La baisse de la fécondité s'est étendue à toute l'Europe de l'Ouest dans la seconde moitié du XIXe siècle, à l'Europe méridionale (sauf l'Albanie) et orientale au début du XXe siècle : actuellement, tous les pays développés ont une fécondité inférieure à 2,5 enfants par femme (le seul cas exceptionnel étant celui de l'Irlande avec 3,5), le plus souvent proche de 2.

Dans les pays en voie de développement, la baisse de la mortalité a été généralement postérieure à la Première Guerre mondiale, mais les progrès les plus décisifs ont été obtenus après la Seconde Guerre.

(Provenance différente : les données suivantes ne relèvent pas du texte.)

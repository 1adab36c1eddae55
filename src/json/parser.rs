use super::{JsonObject, JsonParseError, JsonValue};

/// Recursive-descent JSON parser over a sized input.
///
/// Dispatches on the first non-whitespace byte of each value. Numbers are
/// parsed as IEEE-754 doubles. Trailing commas are rejected, object keys
/// must be strings, and nothing but whitespace may follow the top-level
/// value. Empty input parses to `Null`.
pub struct JsonParser<'a> {
    input: &'a [u8],
    pos: usize,
}

/// Parse a complete JSON document.
pub fn parse(input: &str) -> Result<JsonValue, JsonParseError> {
    JsonParser::new(input).parse()
}

impl<'a> JsonParser<'a> {
    pub fn new(input: &'a str) -> Self {
        Self { input: input.as_bytes(), pos: 0 }
    }

    pub fn parse(mut self) -> Result<JsonValue, JsonParseError> {
        self.skip_whitespace();
        if self.pos >= self.input.len() {
            return Ok(JsonValue::Null);
        }
        let value = self.parse_value()?;
        self.skip_whitespace();
        if self.pos < self.input.len() {
            return Err(JsonParseError::TrailingCharacters(self.pos));
        }
        Ok(value)
    }

    fn parse_value(&mut self) -> Result<JsonValue, JsonParseError> {
        match self.peek()? {
            b'"' => self.parse_string().map(JsonValue::String),
            b'{' => self.parse_object(),
            b'[' => self.parse_array(),
            b't' => self.parse_literal("true", JsonValue::Bool(true)),
            b'f' => self.parse_literal("false", JsonValue::Bool(false)),
            b'n' => self.parse_literal("null", JsonValue::Null),
            b'-' | b'0'..=b'9' => self.parse_number(),
            other => Err(JsonParseError::UnexpectedChar { found: other as char, offset: self.pos }),
        }
    }

    fn parse_literal(&mut self, literal: &'static str, value: JsonValue) -> Result<JsonValue, JsonParseError> {
        let end = self.pos + literal.len();
        if end <= self.input.len() && &self.input[self.pos..end] == literal.as_bytes() {
            self.pos = end;
            Ok(value)
        } else {
            Err(JsonParseError::UnexpectedChar { found: self.input[self.pos] as char, offset: self.pos })
        }
    }

    fn parse_string(&mut self) -> Result<String, JsonParseError> {
        let start = self.pos;
        self.pos += 1; // opening quote
        let mut out = Vec::new();
        loop {
            if self.pos >= self.input.len() {
                return Err(JsonParseError::UnterminatedString(start));
            }
            let c = self.input[self.pos];
            self.pos += 1;
            match c {
                b'"' => break,
                b'\\' => {
                    if self.pos >= self.input.len() {
                        return Err(JsonParseError::UnterminatedString(start));
                    }
                    let esc = self.input[self.pos];
                    self.pos += 1;
                    match esc {
                        b'"' => out.push(b'"'),
                        b'\\' => out.push(b'\\'),
                        b'/' => out.push(b'/'),
                        b'b' => out.push(0x08),
                        b'f' => out.push(0x0c),
                        b'n' => out.push(b'\n'),
                        b'r' => out.push(b'\r'),
                        b't' => out.push(b'\t'),
                        other => {
                            return Err(JsonParseError::InvalidEscape {
                                found: other as char,
                                offset: self.pos - 1,
                            })
                        }
                    }
                }
                other => out.push(other),
            }
        }
        Ok(String::from_utf8_lossy(&out).into_owned())
    }

    fn parse_number(&mut self) -> Result<JsonValue, JsonParseError> {
        let start = self.pos;
        if self.peek()? == b'-' {
            self.pos += 1;
        }
        self.consume_digits();
        if self.pos < self.input.len() && self.input[self.pos] == b'.' {
            self.pos += 1;
            self.consume_digits();
        }
        if self.pos < self.input.len() && matches!(self.input[self.pos], b'e' | b'E') {
            self.pos += 1;
            if self.pos < self.input.len() && matches!(self.input[self.pos], b'+' | b'-') {
                self.pos += 1;
            }
            self.consume_digits();
        }
        let literal = std::str::from_utf8(&self.input[start..self.pos])
            .map_err(|_| JsonParseError::InvalidNumber(start))?;
        literal
            .parse::<f64>()
            .map(JsonValue::Number)
            .map_err(|_| JsonParseError::InvalidNumber(start))
    }

    fn consume_digits(&mut self) {
        while self.pos < self.input.len() && self.input[self.pos].is_ascii_digit() {
            self.pos += 1;
        }
    }

    fn parse_object(&mut self) -> Result<JsonValue, JsonParseError> {
        let mut members = JsonObject::new();
        self.pos += 1; // opening brace
        self.skip_whitespace();
        if self.peek()? == b'}' {
            self.pos += 1;
            return Ok(JsonValue::Object(members));
        }
        loop {
            if self.peek()? != b'"' {
                return Err(JsonParseError::ExpectedKey(self.pos));
            }
            let key = self.parse_string()?;
            self.skip_whitespace();
            if self.peek()? != b':' {
                return Err(JsonParseError::ExpectedColon(self.pos));
            }
            self.pos += 1;
            self.skip_whitespace();
            let value = self.parse_value()?;
            members.insert(key, value);
            self.skip_whitespace();
            match self.peek()? {
                b'}' => {
                    self.pos += 1;
                    break;
                }
                b',' => {
                    self.pos += 1;
                    self.skip_whitespace();
                    if self.peek()? == b'}' {
                        return Err(JsonParseError::TrailingComma(self.pos));
                    }
                }
                other => {
                    return Err(JsonParseError::UnexpectedChar { found: other as char, offset: self.pos })
                }
            }
        }
        Ok(JsonValue::Object(members))
    }

    fn parse_array(&mut self) -> Result<JsonValue, JsonParseError> {
        let mut items = Vec::new();
        self.pos += 1; // opening bracket
        self.skip_whitespace();
        if self.peek()? == b']' {
            self.pos += 1;
            return Ok(JsonValue::Array(items));
        }
        loop {
            let value = self.parse_value()?;
            items.push(value);
            self.skip_whitespace();
            match self.peek()? {
                b']' => {
                    self.pos += 1;
                    break;
                }
                b',' => {
                    self.pos += 1;
                    self.skip_whitespace();
                    if self.peek()? == b']' {
                        return Err(JsonParseError::TrailingComma(self.pos));
                    }
                }
                other => {
                    return Err(JsonParseError::UnexpectedChar { found: other as char, offset: self.pos })
                }
            }
        }
        Ok(JsonValue::Array(items))
    }

    fn peek(&self) -> Result<u8, JsonParseError> {
        self.input
            .get(self.pos)
            .copied()
            .ok_or(JsonParseError::UnexpectedEof(self.pos))
    }

    fn skip_whitespace(&mut self) {
        while self.pos < self.input.len()
            && matches!(self.input[self.pos], b' ' | b'\t' | b'\n' | b'\r')
        {
            self.pos += 1;
        }
    }
}
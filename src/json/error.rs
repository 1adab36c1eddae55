use thiserror::Error;

/// Errors produced while parsing a JSON document.
#[derive(Debug, Clone, PartialEq, Eq, Error)]
pub enum JsonParseError {
    #[error("unexpected character `{found}` at offset {offset}")]
    UnexpectedChar { found: char, offset: usize },
    #[error("unexpected end of input at offset {0}")]
    UnexpectedEof(usize),
    #[error("unterminated string starting at offset {0}")]
    UnterminatedString(usize),
    #[error("invalid escape sequence `\\{found}` at offset {offset}")]
    InvalidEscape { found: char, offset: usize },
    #[error("invalid number literal at offset {0}")]
    InvalidNumber(usize),
    #[error("object keys must be strings (offset {0})")]
    ExpectedKey(usize),
    #[error("expected `:` after object key at offset {0}")]
    ExpectedColon(usize),
    #[error("trailing comma at offset {0}")]
    TrailingComma(usize),
    #[error("unexpected trailing characters after top-level value at offset {0}")]
    TrailingCharacters(usize),
}

/// Error returned by the typed accessors on [`JsonValue`](super::JsonValue)
/// when the stored variant does not match the requested type.
#[derive(Debug, Clone, PartialEq, Eq, Error)]
#[error("expected a JSON {expected}, found {found}")]
pub struct JsonTypeError {
    pub expected: &'static str,
    pub found: &'static str,
}
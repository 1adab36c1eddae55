use thiserror::Error;

/// Errors raised while reconstructing a request from raw socket bytes.
///
/// Every variant maps to an HTTP status; the worker stage converts the
/// error into a response and closes the connection, so these never reach
/// the embedder.
#[derive(Debug, Clone, PartialEq, Eq, Error)]
pub enum ParseError {
    #[error("malformed request line")]
    BadRequestLine,
    #[error("malformed header line")]
    BadHeaderLine,
    #[error("invalid Content-Length value")]
    BadContentLength,
    #[error("chunked transfer encoding is not supported")]
    UnsupportedTransferEncoding,
}

impl ParseError {
    pub fn status(&self) -> u16 {
        match self {
            ParseError::UnsupportedTransferEncoding => 501,
            _ => 400,
        }
    }
}
//! Embeddable HTTP/1.1 application server.
//!
//! Register routes and middleware against a [`Server`], then bind a port
//! and serve. Requests flow through a three-stage coroutine pipeline
//! (receive, work, dispatch) described in the [`server`] module.

pub mod cors;
pub mod http;
pub mod json;
pub mod middleware;
pub mod router;
pub mod runtime_config;
pub mod server;
mod util;

pub use cors::{CorsConfig, CorsConfigError};
pub use self::http::{ParamVec, ParseError, Request, Response};
pub use json::{JsonParseError, JsonTypeError, JsonValue};
pub use middleware::{Control, Handler, JsonBodyParser, Middleware, RequestLogger, UrlencodedBodyParser};
pub use router::{PathTrie, Router};
pub use runtime_config::RuntimeConfig;
pub use server::{Server, ServerHandle};
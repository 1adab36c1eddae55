//! # Router Module
//!
//! Path matching and route resolution.
//!
//! Patterns are slash-delimited; a segment starting with `:` captures a
//! named path parameter. Registered patterns are stored in a trie, so a
//! lookup costs one node walk per path segment regardless of how many
//! routes exist. Literal segments always win over parameter captures at
//! the same position, and the matched pattern's normalised form
//! (`/users/:id`) keys the route table.

mod core;
mod trie;

pub use self::core::{Route, Router};
pub use trie::PathTrie;
use std::collections::HashMap;
use std::sync::Arc;

use http::Method;
use tracing::{debug, info};

use super::PathTrie;
use crate::http::ParamVec;
use crate::middleware::{Handler, Middleware};

/// Middlewares and handler registered for one `(method, pattern)` pair.
#[derive(Clone)]
pub struct Route {
    pub middlewares: Vec<Arc<dyn Middleware>>,
    pub handler: Arc<dyn Handler>,
}

/// Route table: a trie for path matching plus a map from
/// `METHOD::normalised_pattern` to the registered route.
#[derive(Default)]
pub struct Router {
    trie: PathTrie,
    routes: HashMap<String, Route>,
}

impl Router {
    pub fn new() -> Self {
        Default::default()
    }

    /// Register a route. Registering the same `(method, pattern)` twice
    /// replaces the earlier entry.
    pub fn register(&mut self, method: Method, pattern: &str, route: Route) {
        self.trie.insert(pattern);
        let key = route_key(&method, pattern);
        let replaced = self.routes.insert(key, route).is_some();
        info!(%method, pattern, replaced, "route registered");
    }

    /// Look up the route for a request, returning the captured path
    /// parameters alongside it. `None` means 404: either no pattern
    /// matched the path or none was registered for this method.
    pub fn find(&self, method: &Method, path: &str) -> Option<(ParamVec, &Route)> {
        let (params, normalised) = match self.trie.find(path) {
            Some(m) => m,
            None => {
                debug!(%method, path, "no pattern matched");
                return None;
            }
        };
        match self.routes.get(&route_key(method, &normalised)) {
            Some(route) => {
                debug!(%method, path, pattern = %normalised, "route matched");
                Some((params, route))
            }
            None => {
                debug!(%method, path, pattern = %normalised, "pattern has no route for this method");
                None
            }
        }
    }

    pub fn is_empty(&self) -> bool {
        self.routes.is_empty()
    }
}

fn route_key(method: &Method, pattern: &str) -> String {
    format!("{method}::{pattern}")
}
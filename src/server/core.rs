use std::collections::HashMap;
use std::io;
use std::net::{SocketAddr, ToSocketAddrs};
use std::sync::{Arc, Mutex};
use std::thread;
use std::time::Duration;

use http::Method;
use may::coroutine::JoinHandle;
use may::net::TcpListener;
use may::sync::mpsc;
use tracing::{error, info};

use super::conn::{accept_loop, EgressItem, IngressItem, Registry};
use super::dispatch::dispatch_loop;
use super::engine::Engine;
use crate::cors::{CorsConfig, CorsConfigError};
use crate::middleware::{Handler, Middleware};
use crate::router::{Route, Router};
use crate::runtime_config::RuntimeConfig;

/// The server façade: routes, middleware and CORS are registered here,
/// then [`start`](Server::start) or [`listen`](Server::listen) freezes
/// everything and brings up the stage coroutines.
pub struct Server {
    router: Router,
    global_middlewares: Vec<Arc<dyn Middleware>>,
    cors: Option<CorsConfig>,
    config: RuntimeConfig,
}

impl Default for Server {
    fn default() -> Self {
        Self::new()
    }
}

impl Server {
    /// Create a server configured from the environment
    /// (see [`RuntimeConfig::from_env`]).
    pub fn new() -> Self {
        Self::with_config(RuntimeConfig::from_env())
    }

    pub fn with_config(config: RuntimeConfig) -> Self {
        Self {
            router: Router::new(),
            global_middlewares: Vec::new(),
            cors: None,
            config,
        }
    }

    /// Register a global middleware. Global middlewares run before the
    /// matched route's own chain, in registration order.
    pub fn use_middleware(&mut self, middleware: impl Middleware + 'static) -> &mut Self {
        self.global_middlewares.push(Arc::new(middleware));
        self
    }

    /// Number of worker coroutines parsing and handling requests.
    pub fn set_workers(&mut self, workers: usize) -> &mut Self {
        self.config.workers = workers.max(1);
        self
    }

    /// Size limit for a request's header block; connections exceeding it
    /// are answered with 400 and closed.
    pub fn set_max_header_size(&mut self, bytes: usize) -> &mut Self {
        self.config.max_header_size = bytes;
        self
    }

    /// Run the one-shot CORS configurer and freeze the policy. Cross-origin
    /// validation is enabled from here on.
    pub fn create_cors_config(
        &mut self,
        configure: impl FnOnce(&mut CorsConfig),
    ) -> Result<(), CorsConfigError> {
        let mut config = CorsConfig::default();
        configure(&mut config);
        config.check()?;
        self.cors = Some(config);
        Ok(())
    }

    pub fn get(&mut self, pattern: &str, handler: impl Handler + 'static) -> &mut Self {
        self.route(Method::GET, pattern, Vec::new(), handler)
    }

    pub fn get_with(
        &mut self,
        pattern: &str,
        middlewares: Vec<Arc<dyn Middleware>>,
        handler: impl Handler + 'static,
    ) -> &mut Self {
        self.route(Method::GET, pattern, middlewares, handler)
    }

    pub fn post(&mut self, pattern: &str, handler: impl Handler + 'static) -> &mut Self {
        self.route(Method::POST, pattern, Vec::new(), handler)
    }

    pub fn post_with(
        &mut self,
        pattern: &str,
        middlewares: Vec<Arc<dyn Middleware>>,
        handler: impl Handler + 'static,
    ) -> &mut Self {
        self.route(Method::POST, pattern, middlewares, handler)
    }

    pub fn put(&mut self, pattern: &str, handler: impl Handler + 'static) -> &mut Self {
        self.route(Method::PUT, pattern, Vec::new(), handler)
    }

    pub fn put_with(
        &mut self,
        pattern: &str,
        middlewares: Vec<Arc<dyn Middleware>>,
        handler: impl Handler + 'static,
    ) -> &mut Self {
        self.route(Method::PUT, pattern, middlewares, handler)
    }

    pub fn patch(&mut self, pattern: &str, handler: impl Handler + 'static) -> &mut Self {
        self.route(Method::PATCH, pattern, Vec::new(), handler)
    }

    pub fn patch_with(
        &mut self,
        pattern: &str,
        middlewares: Vec<Arc<dyn Middleware>>,
        handler: impl Handler + 'static,
    ) -> &mut Self {
        self.route(Method::PATCH, pattern, middlewares, handler)
    }

    pub fn delete(&mut self, pattern: &str, handler: impl Handler + 'static) -> &mut Self {
        self.route(Method::DELETE, pattern, Vec::new(), handler)
    }

    pub fn delete_with(
        &mut self,
        pattern: &str,
        middlewares: Vec<Arc<dyn Middleware>>,
        handler: impl Handler + 'static,
    ) -> &mut Self {
        self.route(Method::DELETE, pattern, middlewares, handler)
    }

    /// Register a route for an arbitrary method. Registering the same
    /// `(method, pattern)` pair again replaces the earlier entry.
    pub fn route(
        &mut self,
        method: Method,
        pattern: &str,
        middlewares: Vec<Arc<dyn Middleware>>,
        handler: impl Handler + 'static,
    ) -> &mut Self {
        self.router
            .register(method, pattern, Route { middlewares, handler: Arc::new(handler) });
        self
    }

    /// Bind the address and bring up the acceptor, worker and dispatcher
    /// coroutines. Returns a handle to the running server.
    pub fn start<A: ToSocketAddrs>(self, addr: A) -> io::Result<ServerHandle> {
        let listener = TcpListener::bind(addr)?;
        let addr = listener.local_addr()?;
        let config = self.config;

        let engine = Arc::new(Engine {
            router: self.router,
            global_middlewares: self.global_middlewares,
            cors: self.cors,
        });

        let (ingress_tx, ingress_rx) = mpsc::channel::<IngressItem>();
        let (egress_tx, egress_rx) = mpsc::channel::<EgressItem>();
        let registry: Registry = Arc::new(Mutex::new(HashMap::new()));

        // Worker coroutines share one ingress receiver and load-balance
        // over it.
        let ingress_rx = Arc::new(ingress_rx);
        for worker_id in 0..config.workers {
            let ingress_rx = ingress_rx.clone();
            let egress_tx = egress_tx.clone();
            let engine = engine.clone();
            let spawned = unsafe {
                may::coroutine::Builder::new()
                    .stack_size(config.stack_size)
                    .spawn(move || worker_loop(worker_id, &ingress_rx, &egress_tx, &engine))
            };
            if let Err(err) = spawned {
                error!(worker_id, error = %err, "failed to spawn worker coroutine");
            }
        }

        {
            let registry = registry.clone();
            let _ = unsafe {
                may::coroutine::Builder::new()
                    .stack_size(config.stack_size)
                    .spawn(move || dispatch_loop(egress_rx, registry, config.stack_size))
            }?;
        }

        let handle = unsafe {
            may::coroutine::Builder::new().stack_size(config.stack_size).spawn(move || {
                accept_loop(
                    listener,
                    ingress_tx,
                    egress_tx,
                    registry,
                    config.max_header_size,
                    config.stack_size,
                );
            })
        }?;

        info!(%addr, workers = config.workers, "server listening");
        Ok(ServerHandle { addr, handle })
    }

    /// Bind the port on all interfaces, invoke `on_listen`, then serve
    /// until the process exits.
    pub fn listen(self, port: u16, on_listen: impl FnOnce()) -> io::Result<()> {
        let handle = self.start(("0.0.0.0", port))?;
        on_listen();
        let _ = handle.join();
        Ok(())
    }
}

/// Worker stage: pop framed requests, run them through the engine, push
/// the response for the dispatcher. Workers never touch sockets.
fn worker_loop(
    worker_id: usize,
    ingress: &mpsc::Receiver<IngressItem>,
    egress: &mpsc::Sender<EgressItem>,
    engine: &Engine,
) {
    while let Ok(item) = ingress.recv() {
        let (response, terminate) = engine.handle(&item.raw);
        if egress
            .send(EgressItem { conn_id: item.conn_id, response, terminate })
            .is_err()
        {
            break;
        }
    }
    info!(worker_id, "worker stopped");
}

/// Handle to a running server.
pub struct ServerHandle {
    addr: SocketAddr,
    handle: JoinHandle<()>,
}

impl ServerHandle {
    /// Address the listener is bound to, with the concrete port when the
    /// server was started on port 0.
    pub fn addr(&self) -> SocketAddr {
        self.addr
    }

    /// Poll until the listener accepts connections.
    pub fn wait_ready(&self) -> io::Result<()> {
        for _ in 0..50 {
            if std::net::TcpStream::connect(self.addr).is_ok() {
                return Ok(());
            }
            thread::sleep(Duration::from_millis(5));
        }
        Err(io::Error::new(io::ErrorKind::TimedOut, "server not ready"))
    }

    /// Cancel the accept loop and wait for it to unwind.
    pub fn stop(self) {
        unsafe {
            self.handle.coroutine().cancel();
        }
        let _ = self.handle.join();
    }

    /// Block until the accept loop exits.
    pub fn join(self) -> std::thread::Result<()> {
        self.handle.join()
    }
}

D'une part, ces pays avaient encore une mortalité très élevée et, d'autre part, des moyens finalement peu coûteux en hommes (médecins, ingénieurs) et en matériel (vaccins, DDT et autres insecticides) ont pu être mobilisés pour aboutir en l'espace de quelques années à des résultats véritablement étonnants. Durant la période 1945-1955, on a vu par exemple l'espérance de vie augmenter de près de deux ans par an au Sri Lanka.

Il est clair que ces progrès rencontraient l'adhésion des populations concernées, dont la durée de vie se trouvait considérablement améliorée. Mais leurs conditions matérielles d'existence demeuraient bien souvent inchangées : l'état des techniques et l'importance des moyens disponibles permettaient davantage d'empêcher de mourir que d'aider à mieux vivre.

Du fait de la rapidité beaucoup plus grande de la baisse de la mortalité, comparativement à l'Europe du XIXe siècle, du fait que les conditions de vie mais surtout les structures sociales et mentales dans nombre de pays en voie de développement n'évoluaient guère — et sans doute ne pouvaient guère évoluer — à un rythme comparable, la baisse de la fécondité ne s'est pas encore manifestée dans la plupart d'entre eux. Il en est résulté un hiatus considérable entre fécondité et mortalité, qui n'a pas eu d'équivalent en Europe au XIXe siècle. Dans certains pays en voie de développement (Algérie, Maroc, Mexique), la croissance démographique atteint 3,5 % par an (la croissance a été à tout moment inférieure à 1,5 % par an dans les pays européens au XIXe siècle) : la population double en vingt ans et, avec ce rythme de croissance supposé invariable, un octogénaire vivrait dans un pays 16 fois plus peuplé qu'à sa naissance (actuellement, 1 Algérien sur 2 est né depuis l'indépendance). De ce fait, la croissance démographique mondiale, malgré la stabilisation des pays développés et le ralentissement très vraisemblable de la Chine, avoisine 2 % par an depuis les années 1960 (ce qui représente une France tous les huit mois ou une Chine tous les dix ans).

Stabilisation

L'époque où débutera puis s'accomplira le processus généralisé de baisse de la fécondité dans les pays en voie de développement constitue la principale interrogation de la démographie mondiale. Il ne fait guère de doute que ce processus se mettra en mouvement un jour, mais toute la question est de savoir quand cela se produira et si cela se produira avant qu'une catastrophe majeure n'ait lieu. Jusqu'à maintenant les efforts en vue de la diffusion des contraceptifs modernes (pilule, stérilet) se sont heurtés à des résistances très fortes des sociétés, malgré la détermination souvent réelle des autorités politiques. La révolution psychologique, sociologique et religieuse que représente l'adoption de la contraception nécessite des délais peu compressibles : le facteur temps — qui en Europe a été beaucoup moins pressant qu'il ne l'est actuellement dans le sous-continent indien par exemple — doit en quelque sorte faire son œuvre.